In your answer, reproduce exactly the lines from the beginning of the listing below through the one containing "#[derive(Debug, thiserror::Error)]", and only those lines.
-*-
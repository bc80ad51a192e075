//! 用户存储抽象
//!
//! 处理器每个请求只调用一次存储。连接池、并发写入的串行化都由具体存储负责。

use async_trait::async_trait;
use std::sync::Arc;
use uuid::Uuid;

use crate::app::user::model::{CreateUserRequest, UpdateUserRequest, User};
use crate::infrastructure::config::{DatabaseConfig, StoreBackend};

pub mod memory;
#[cfg(feature = "database")]
pub mod postgres;

pub use memory::MemoryUserStore;
#[cfg(feature = "database")]
pub use postgres::PgUserStore;

/// 存储层错误
#[derive(Debug, thiserror::Error)]
pub enum StoreError {
    #[error("invalid user id: {0}")]
    InvalidId(String),
    #[cfg(feature = "database")]
    #[error("database error: {0}")]
    Database(#[from] sqlx::Error),
    #[error("store unavailable: {0}")]
    Unavailable(String),
}

/// "User" 集合上的文档式操作
#[async_trait]
pub trait UserStore: Send + Sync {
    async fn find_all(&self) -> Result<Vec<User>, StoreError>;

    /// 按 id 过滤，结果总是 0 或 1 条
    async fn find_by_id(&self, id: &str) -> Result<Vec<User>, StoreError>;

    async fn insert(&self, user: CreateUserRequest) -> Result<User, StoreError>;

    /// 返回更新后的记录，没有匹配时返回 `None`
    async fn find_and_update(
        &self,
        id: &str,
        changes: UpdateUserRequest,
    ) -> Result<Option<User>, StoreError>;

    /// 返回被删除的记录，没有匹配时返回 `None`
    async fn find_and_remove(&self, id: &str) -> Result<Option<User>, StoreError>;
}

/// 解析存储分配的 id
pub fn parse_id(id: &str) -> Result<Uuid, StoreError> {
    Uuid::parse_str(id).map_err(|_| StoreError::InvalidId(id.to_string()))
}

/// 按配置构建存储
pub async fn connect(config: &DatabaseConfig) -> Result<Arc<dyn UserStore>, StoreError> {
    match config.backend {
        StoreBackend::Memory => Ok(Arc::new(MemoryUserStore::new())),
        #[cfg(feature = "database")]
        StoreBackend::Postgres => {
            let store = PgUserStore::connect(config).await?;
            Ok(Arc::new(store))
        }
        #[cfg(not(feature = "database"))]
        StoreBackend::Postgres => Err(StoreError::Unavailable(
            "postgres backend requires the `database` feature".to_string(),
        )),
    }
}

#[cfg(test)]
mod tests {
    use super::*;

    #[test]
    fn parse_id_rejects_garbage() {
        assert!(matches!(parse_id("123"), Err(StoreError::InvalidId(_))));
        assert!(parse_id(&Uuid::new_v4().to_string()).is_ok());
    }

    #[tokio::test]
    async fn memory_backend_is_default() {
        let store = connect(&DatabaseConfig::default()).await.unwrap();
        assert!(store.find_all().await.unwrap().is_empty());
    }
}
-*-
**SOLUTION TO THIS PROBLEM:**
repository bc80ad51a192e075
//! 用户存储抽象
//!
//! 处理器每个请求只调用一次存储。连接池、并发写入的串行化都由具体存储负责。

use async_trait::async_trait;
use std::sync::Arc;
use uuid::Uuid;

use crate::app::user::model::{CreateUserRequest, UpdateUserRequest, User};
use crate::infrastructure::config::{DatabaseConfig, StoreBackend};

pub mod memory;
#[cfg(feature = "database")]
pub mod postgres;

pub use memory::MemoryUserStore;
#[cfg(feature = "database")]
pub use postgres::PgUserStore;

/// 存储层错误
#[derive(Debug, thiserror::Error)]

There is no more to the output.